Take each line of the entries below that contains "shock" and copy it.

══ Data for this task ══

//! Exponential Moving Average (EMA).
//!
//! EMA[t] = alpha * close[t] + (1 - alpha) * EMA[t-1], alpha = 2/(period+1)
//! Seed: EMA[0] = close[0] (no bias adjustment, no SMA seed).

use super::Indicator;
use crate::frame::CLOSE;
use crate::window::ewm_mean;

#[derive(Debug, Clone)]
pub struct Ema {
    period: usize,
    name: String,
}

impl Ema {
    pub fn new(period: usize) -> Self {
        assert!(period >= 1, "EMA period must be >= 1");
        Self {
            period,
            name: format!("ema_{period}"),
        }
    }
}

impl Indicator for Ema {
    fn name(&self) -> &str {
        &self.name
    }

    fn inputs(&self) -> &'static [&'static str] {
        &[CLOSE]
    }

    fn outputs(&self) -> Vec<String> {
        vec![self.name.clone()]
    }

    fn compute(&self, inputs: &[&[f64]]) -> Vec<Vec<f64>> {
        let [close] = inputs else {
            return Vec::new();
        };
        vec![ewm_mean(close, self.period)]
    }
}
//! Latest-snapshot selection.
//!
//! Two distinct policies: feature tables publish the rows at the global
//! latest timestamp, per-asset tables publish each slug's own latest row.
//! A slug that stopped updating drops out of the global snapshot but stays
//! in the per-slug one.

use std::collections::BTreeMap;

use serde::{Deserialize, Serialize};

use crate::domain::RowKey;

#[derive(Debug, Clone, Copy, PartialEq, Eq, Serialize, Deserialize)]
#[serde(rename_all = "snake_case")]
pub enum LatestPolicy {
    /// Rows whose timestamp equals the maximum timestamp across all slugs.
    Global,
    /// For each slug, the row with that slug's maximum timestamp.
    PerSlug,
}

/// Indices (ascending) of the rows selected by `policy`.
///
/// `keys` need not be sorted. If a slug repeats its latest timestamp (as an
/// append-mode table can), every copy is kept under `Global` and the last
/// copy under `PerSlug`.
pub fn latest_indices(keys: &[RowKey], policy: LatestPolicy) -> Vec<usize> {
    match policy {
        LatestPolicy::Global => {
            let Some(max_ts) = keys.iter().map(|k| k.timestamp).max() else {
                return Vec::new();
            };
            keys.iter()
                .enumerate()
                .filter(|(_, k)| k.timestamp == max_ts)
                .map(|(i, _)| i)
                .collect()
        }
        LatestPolicy::PerSlug => {
            let mut latest: BTreeMap<&str, usize> = BTreeMap::new();
            for (i, key) in keys.iter().enumerate() {
                let slot = latest.entry(key.slug.as_str()).or_insert(i);
                if keys[*slot].timestamp <= key.timestamp {
                    *slot = i;
                }
            }
            let mut indices: Vec<usize> = latest.into_values().collect();
            indices.sort_unstable();
            indices
        }
    }
}
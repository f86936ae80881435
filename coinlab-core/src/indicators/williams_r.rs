//! Williams %R.
//!
//! %R = (highest_high(period) - close) / (highest_high(period) - lowest_low(period)) * -100
//! Ranges over [-100, 0]; a zero-width range divides by zero.

use super::Indicator;
use crate::frame::{CLOSE, HIGH, LOW};
use crate::window::{rolling_max, rolling_min};

#[derive(Debug, Clone)]
pub struct WilliamsR {
    period: usize,
    name: String,
}

impl WilliamsR {
    pub fn new(period: usize) -> Self {
        assert!(period >= 1, "Williams %R period must be >= 1");
        Self {
            period,
            name: format!("williams_r_{period}"),
        }
    }
}

impl Indicator for WilliamsR {
    fn name(&self) -> &str {
        &self.name
    }

    fn inputs(&self) -> &'static [&'static str] {
        &[HIGH, LOW, CLOSE]
    }

    fn outputs(&self) -> Vec<String> {
        vec!["williams_r".to_string()]
    }

    fn compute(&self, inputs: &[&[f64]]) -> Vec<Vec<f64>> {
        let [high, low, close] = inputs else {
            return Vec::new();
        };
        let hh = rolling_max(high, self.period, 1);
        let ll = rolling_min(low, self.period, 1);
        let wr = (0..close.len())
            .map(|i| (hh[i] - close[i]) / (hh[i] - ll[i]) * -100.0)
            .collect();
        vec![wr]
    }
}
//! Return-distribution risk: cumulative return, historical VaR and CVaR.
//!
//! cum_return[t] = Π(1 + pct) - 1 over the slug up to t
//! VaR = the (1 - confidence) quantile of the slug's daily changes
//! CVaR = mean of the daily changes at or below VaR
//!
//! VaR and CVaR are per-slug scalars computed from the full history and
//! broadcast to every row of that slug; they are not rolling values.

use super::Indicator;
use crate::frame::CLOSE;
use crate::window::{cumprod, mean, pct_change, quantile};

#[derive(Debug, Clone)]
pub struct Risk {
    confidence: f64,
    name: String,
}

impl Risk {
    pub fn new(confidence: f64) -> Self {
        assert!(
            confidence > 0.0 && confidence < 1.0,
            "confidence must be in (0, 1)"
        );
        Self {
            confidence,
            name: format!("risk_{confidence}"),
        }
    }
}

impl Indicator for Risk {
    fn name(&self) -> &str {
        &self.name
    }

    fn inputs(&self) -> &'static [&'static str] {
        &[CLOSE]
    }

    fn outputs(&self) -> Vec<String> {
        vec![
            "cum_return".to_string(),
            "var".to_string(),
            "cvar".to_string(),
        ]
    }

    fn compute(&self, inputs: &[&[f64]]) -> Vec<Vec<f64>> {
        let [close] = inputs else {
            return Vec::new();
        };
        let n = close.len();
        // Changes off a zero close are infinite and excluded from the distribution.
        let pct: Vec<f64> = pct_change(close, 1)
            .into_iter()
            .map(|v| if v.is_finite() { v } else { f64::NAN })
            .collect();

        let growth: Vec<f64> = pct.iter().map(|p| 1.0 + p).collect();
        let cum_return = cumprod(&growth).into_iter().map(|g| g - 1.0).collect();

        let (var, cvar) = value_at_risk(&pct, self.confidence);
        vec![cum_return, vec![var; n], vec![cvar; n]]
    }
}

/// Historical (VaR, CVaR) of a return series at `confidence`.
pub fn value_at_risk(returns: &[f64], confidence: f64) -> (f64, f64) {
    let var = quantile(returns, 1.0 - confidence);
    if var.is_nan() {
        return (f64::NAN, f64::NAN);
    }
    let tail: Vec<f64> = returns.iter().copied().filter(|&r| r <= var).collect();
    (var, mean(&tail))
}
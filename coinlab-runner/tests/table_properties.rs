//! Property tests over `TableData` snapshots and stacking.

use std::collections::BTreeSet;

use chrono::{Duration, NaiveDate, NaiveDateTime};
use coinlab_core::LatestPolicy;
use coinlab_runner::table::{SLUG, TIMESTAMP};
use coinlab_runner::{ColumnData, TableData};
use proptest::prelude::*;

fn day(n: u8) -> NaiveDateTime {
    NaiveDate::from_ymd_opt(2024, 1, 1)
        .unwrap()
        .and_hms_opt(0, 0, 0)
        .unwrap()
        + Duration::days(i64::from(n))
}

fn table(rows: &[(u8, u8, Option<f64>)]) -> TableData {
    TableData::new()
        .with_column(
            SLUG,
            ColumnData::Str(rows.iter().map(|r| format!("coin-{}", r.0)).collect()),
        )
        .unwrap()
        .with_column(
            TIMESTAMP,
            ColumnData::Timestamp(rows.iter().map(|r| day(r.1)).collect()),
        )
        .unwrap()
        .with_column("value", ColumnData::Float(rows.iter().map(|r| r.2).collect()))
        .unwrap()
}

fn rows_strategy() -> impl Strategy<Value = Vec<(u8, u8, Option<f64>)>> {
    prop::collection::vec(
        (0u8..5, 0u8..30, prop::option::of(-1e6f64..1e6)),
        0..60,
    )
}

proptest! {
    #[test]
    fn per_slug_latest_has_one_row_per_slug(rows in rows_strategy()) {
        let data = table(&rows);
        let latest = data.select_latest(LatestPolicy::PerSlug).unwrap();

        let slugs: BTreeSet<u8> = rows.iter().map(|r| r.0).collect();
        prop_assert_eq!(latest.height(), slugs.len());

        let keys = latest.row_keys().unwrap();
        for key in keys {
            let max = rows
                .iter()
                .filter(|r| format!("coin-{}", r.0) == key.slug)
                .map(|r| day(r.1))
                .max();
            prop_assert_eq!(Some(key.timestamp), max);
        }
    }

    #[test]
    fn global_latest_rows_share_the_max_timestamp(rows in rows_strategy()) {
        let data = table(&rows);
        let latest = data.select_latest(LatestPolicy::Global).unwrap();
        let max = rows.iter().map(|r| day(r.1)).max();
        let expected = rows.iter().filter(|r| Some(day(r.1)) == max).count();
        prop_assert_eq!(latest.height(), expected);
    }

    #[test]
    fn vstack_preserves_rows_and_hash_tracks_content(
        a in rows_strategy(),
        b in rows_strategy(),
    ) {
        let stacked = table(&a).vstack(table(&b)).unwrap();
        prop_assert_eq!(stacked.height(), a.len() + b.len());

        let mut all = a.clone();
        all.extend(b.iter().copied());
        prop_assert_eq!(
            stacked.content_hash().unwrap(),
            table(&all).content_hash().unwrap()
        );
    }
}
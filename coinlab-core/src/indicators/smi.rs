//! Stochastic Momentum oscillator (SMI) as a %K/%D spread.
//!
//! %K = (close - LL) / (HH - LL) * 100 over `period`
//! smoothed_K = rolling mean of %K over `smooth_k`
//! %D = rolling mean of smoothed_K over `smooth_d`
//! SMI = smoothed_K - %D

use super::Indicator;
use crate::frame::{CLOSE, HIGH, LOW};
use crate::window::{rolling_max, rolling_mean, rolling_min};

#[derive(Debug, Clone)]
pub struct Smi {
    period: usize,
    smooth_k: usize,
    smooth_d: usize,
    name: String,
}

impl Smi {
    pub fn new(period: usize, smooth_k: usize, smooth_d: usize) -> Self {
        assert!(
            period >= 1 && smooth_k >= 1 && smooth_d >= 1,
            "SMI windows must be >= 1"
        );
        Self {
            period,
            smooth_k,
            smooth_d,
            name: format!("smi_{period}_{smooth_k}_{smooth_d}"),
        }
    }
}

impl Indicator for Smi {
    fn name(&self) -> &str {
        &self.name
    }

    fn inputs(&self) -> &'static [&'static str] {
        &[HIGH, LOW, CLOSE]
    }

    fn outputs(&self) -> Vec<String> {
        vec!["smi".to_string()]
    }

    fn compute(&self, inputs: &[&[f64]]) -> Vec<Vec<f64>> {
        let [high, low, close] = inputs else {
            return Vec::new();
        };
        let hh = rolling_max(high, self.period, 1);
        let ll = rolling_min(low, self.period, 1);
        let pct_k: Vec<f64> = (0..close.len())
            .map(|i| (close[i] - ll[i]) / (hh[i] - ll[i]) * 100.0)
            .collect();
        let smoothed_k = rolling_mean(&pct_k, self.smooth_k, 1);
        let pct_d = rolling_mean(&smoothed_k, self.smooth_d, 1);
        let smi = smoothed_k.iter().zip(&pct_d).map(|(k, d)| k - d).collect();
        vec![smi]
    }
}

#[cfg(test)]
mod tests {
    use super::*;
    use crate::indicators::{assert_approx, DEFAULT_EPSILON};

    #[test]
    fn smi_is_zero_on_first_row() {
        let high = [11.0, 12.0];
        let low = [9.0, 10.0];
        let close = [10.5, 11.5];
        let result = Smi::new(3, 1, 2).compute(&[&high, &low, &close]).remove(0);
        // smoothed_K == %D when only one value is available
        assert_approx(result[0], 0.0, DEFAULT_EPSILON);
    }

    #[test]
    fn smi_known_values() {
        // period 2, smooth_k 1, smooth_d 2
        // %K row0: (10.5-9)/(11-9)*100 = 75
        // %K row1: hh 12, ll 9 → (11.5-9)/3*100 = 83.33..
        // %D row1 = mean(75, 83.33) = 79.166..; SMI = 83.33 - 79.166 = 4.1666..
        let high = [11.0, 12.0];
        let low = [9.0, 10.0];
        let close = [10.5, 11.5];
        let result = Smi::new(2, 1, 2).compute(&[&high, &low, &close]).remove(0);
        assert_approx(result[1], 250.0 / 60.0, 1e-9);
    }
}
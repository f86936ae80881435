//! Seeded synthetic market universe for demos, tests and benchmarks.
//!
//! Each slug draws from its own RNG, seeded from the master seed and the
//! slug via BLAKE3, so a slug's series does not change when the universe
//! grows or shrinks.

use chrono::{Duration, NaiveDate, NaiveDateTime};
use rand::rngs::StdRng;
use rand::{Rng, SeedableRng};

use crate::domain::{Asset, ObservationRow};

#[derive(Debug, Clone, PartialEq)]
pub struct SyntheticSpec {
    pub assets: usize,
    pub days: usize,
    pub seed: u64,
    pub start: NaiveDate,
}

impl Default for SyntheticSpec {
    fn default() -> Self {
        Self {
            assets: 5,
            days: 365,
            seed: 42,
            start: NaiveDate::from_ymd_opt(2023, 1, 1).unwrap_or_default(),
        }
    }
}

#[derive(Debug, Clone, PartialEq)]
pub struct SyntheticUniverse {
    pub assets: Vec<Asset>,
    pub observations: Vec<ObservationRow>,
}

/// Derive the RNG seed for one slug.
pub fn slug_seed(master_seed: u64, slug: &str) -> u64 {
    let mut hasher = blake3::Hasher::new();
    hasher.update(&master_seed.to_le_bytes());
    hasher.update(slug.as_bytes());
    let hash = hasher.finalize();
    let mut bytes = [0u8; 8];
    bytes.copy_from_slice(&hash.as_bytes()[..8]);
    u64::from_le_bytes(bytes)
}

/// Slug of the i-th synthetic asset. The first one is the reference slug.
pub fn synthetic_slug(i: usize) -> String {
    if i == 0 {
        "bitcoin".to_string()
    } else {
        format!("coin-{i:03}")
    }
}

pub fn generate(spec: &SyntheticSpec) -> SyntheticUniverse {
    let start: NaiveDateTime = spec.start.and_hms_opt(0, 0, 0).unwrap_or_default();
    let mut assets = Vec::with_capacity(spec.assets);
    let mut observations = Vec::with_capacity(spec.assets * spec.days);

    for i in 0..spec.assets {
        let slug = synthetic_slug(i);
        let mut rng = StdRng::seed_from_u64(slug_seed(spec.seed, &slug));

        let supply: f64 = rng.gen_range(1e6..1e9);
        let drift: f64 = rng.gen_range(-0.001..0.002);
        let vol: f64 = rng.gen_range(0.01..0.06);
        let base_volume: f64 = rng.gen_range(1e5..1e8);
        let mut close: f64 = rng.gen_range(0.5..50_000.0);

        for day in 0..spec.days {
            let open = close;
            // Uniform shock scaled to unit variance.
            let shock = rng.gen_range(-1.0..1.0) * 3f64.sqrt();
            close = open * (drift + vol * shock).exp();
            let wick = vol * rng.gen_range(0.0..1.0);
            let high = open.max(close) * (1.0 + wick);
            let low = open.min(close) * (1.0 - wick).max(0.01);
            let volume = base_volume * rng.gen_range(0.5..1.5);

            observations.push(ObservationRow {
                slug: slug.clone(),
                timestamp: start + Duration::days(day as i64),
                open,
                high,
                low,
                close,
                volume,
                market_cap: close * supply,
            });
        }

        assets.push(Asset {
            id: i as i64 + 1,
            name: if i == 0 {
                "Bitcoin".to_string()
            } else {
                format!("Coin {i:03}")
            },
            symbol: if i == 0 {
                "BTC".to_string()
            } else {
                format!("C{i:03}")
            },
            slug,
            rank: Some(i as u32 + 1),
        });
    }

    SyntheticUniverse {
        assets,
        observations,
    }
}

#[cfg(test)]
mod tests {
    use super::*;

    #[test]
    fn same_seed_same_universe() {
        let spec = SyntheticSpec {
            assets: 3,
            days: 30,
            ..SyntheticSpec::default()
        };
        assert_eq!(generate(&spec), generate(&spec));
    }

    #[test]
    fn slug_series_is_independent_of_universe_size() {
        let small = generate(&SyntheticSpec {
            assets: 2,
            days: 10,
            ..SyntheticSpec::default()
        });
        let large = generate(&SyntheticSpec {
            assets: 5,
            days: 10,
            ..SyntheticSpec::default()
        });
        assert_eq!(small.observations[..20], large.observations[..20]);
    }

    #[test]
    fn bars_are_internally_consistent() {
        let universe = generate(&SyntheticSpec::default());
        assert_eq!(universe.observations.len(), 5 * 365);
        assert_eq!(universe.assets[0].slug, "bitcoin");
        for row in &universe.observations {
            assert!(row.low <= row.open.min(row.close));
            assert!(row.high >= row.open.max(row.close));
            assert!(row.volume > 0.0 && row.close > 0.0);
        }
    }

    #[test]
    fn sub_seeds_differ_by_slug_and_master() {
        assert_ne!(slug_seed(42, "bitcoin"), slug_seed(42, "coin-001"));
        assert_ne!(slug_seed(42, "bitcoin"), slug_seed(43, "bitcoin"));
        assert_eq!(slug_seed(42, "bitcoin"), slug_seed(42, "bitcoin"));
    }
}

═══

» **Expected output**:
            // Uniform shock scaled to unit variance.
            let shock = rng.gen_range(-1.0..1.0) * 3f64.sqrt();
            close = open * (drift + vol * shock).exp();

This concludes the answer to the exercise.